El estudio de Rufina Alfaro tampoco es un asunto de posiciones
eclécticas, equidistantes entre la razón y el sentimiento, sino de comprender
desde ambos enfoques el altar que el istmeño le ha erigido. Ese pueblo que
evoca su nombre cada 10 de noviembre y que ha llevado su imagen a todos los
rincones nacionales.
En cambio, mientras debatimos quién tiene la razón, si
existió o no Rufina Alfaro, la cultura istmeña es sometida a su
desnaturalización, la juventud carece de íconos que le cohesionen y de
personajes a quienes emular.
En este contexto poco importa que la campesina de La Peña
sea un símbolo del feminismo, de la libertad y de las luchas sociales del siglo
XIX. Y lo más dramático e irónico estriba en percatarse que el mítico personaje
ha hecho más por la nación que los ensayos y la sapiencia de quienes quieren
matarla por atreverse a existir, sin haber nacido, o de aquellos que la piensan
con el corazón y la niegan en la praxis liberadora.
La dialéctica sociocultural de Rufina es un ir y venir
entre apologistas y detractores; y entre más enconada se vuelve la polémica,
más crece su sombra, como la del Canajagua o el perpetuo fluir del río De Los
Maizales que en el siglo XVI describiera Gaspar de Espinosa.
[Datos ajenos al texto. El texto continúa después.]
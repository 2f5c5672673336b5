// src/cancel.rs

//! Cooperative cancellation
//!
//! A [`CancelToken`] is shared by every worker in a run. Pipelines check it
//! at phase boundaries; transfers poll it while waiting on the network.
//! Once tripped it never resets.

use crate::error::{Error, Result};
use std::sync::Arc;
use std::sync::atomic::{AtomicBool, Ordering};
use tracing::warn;

/// Shared cancellation flag
#[derive(Debug, Clone, Default)]
pub struct CancelToken {
    cancelled: Arc<AtomicBool>,
}

impl CancelToken {
    pub fn new() -> Self {
        Self::default()
    }

    /// Request cancellation of every pipeline holding this token
    pub fn cancel(&self) {
        self.cancelled.store(true, Ordering::SeqCst);
    }

    pub fn is_cancelled(&self) -> bool {
        self.cancelled.load(Ordering::SeqCst)
    }

    /// `Err(Error::Cancelled)` once cancellation was requested
    pub fn check(&self) -> Result<()> {
        if self.is_cancelled() {
            Err(Error::Cancelled)
        } else {
            Ok(())
        }
    }
}

/// Trip `token` on SIGINT or SIGTERM
///
/// Intended to be spawned on the tokio runtime for the lifetime of a run.
pub async fn watch_for_interrupt(token: CancelToken) {
    let ctrl_c = async {
        if let Err(e) = tokio::signal::ctrl_c().await {
            warn!("Failed to install Ctrl+C handler: {}", e);
            std::future::pending::<()>().await;
        }
    };

    #[cfg(unix)]
    let terminate = async {
        match tokio::signal::unix::signal(tokio::signal::unix::SignalKind::terminate()) {
            Ok(mut signal) => {
                signal.recv().await;
            }
            Err(e) => {
                warn!("Failed to install SIGTERM handler: {}", e);
                std::future::pending::<()>().await;
            }
        }
    };

    #[cfg(not(unix))]
    let terminate = std::future::pending::<()>();

    tokio::select! {
        _ = ctrl_c => {}
        _ = terminate => {}
    }

    eprintln!(
        "Interrupted: abandoning in-flight sources; published mirrors keep their last complete snapshot"
    );
    warn!("Interrupt received, cancelling run");
    token.cancel();
}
Y tal parece que
su estampa campesina está llamada a pensar la patria desde ambos miradores
analíticos, como si su figura estuviera destinada a despertar nuestra
escurridiza conciencia de patria.
Hoy, como ayer, sentado en las faldas de cerro El Barco,
trato de comprender y disfrutar el viejo dilema al que nos incita Rufina, tan
añejo como la historia del homínido soñador y pragmático. Y sonrío para mis
adentros, porque hasta en eso la señora Alfaro nos lega enseñanzas; demuestra
que la patria siempre ha de ser objeto de cogitaciones, de luchas y polémicas,
y que a ella se le engrandece por la vía de la razón y del corazón.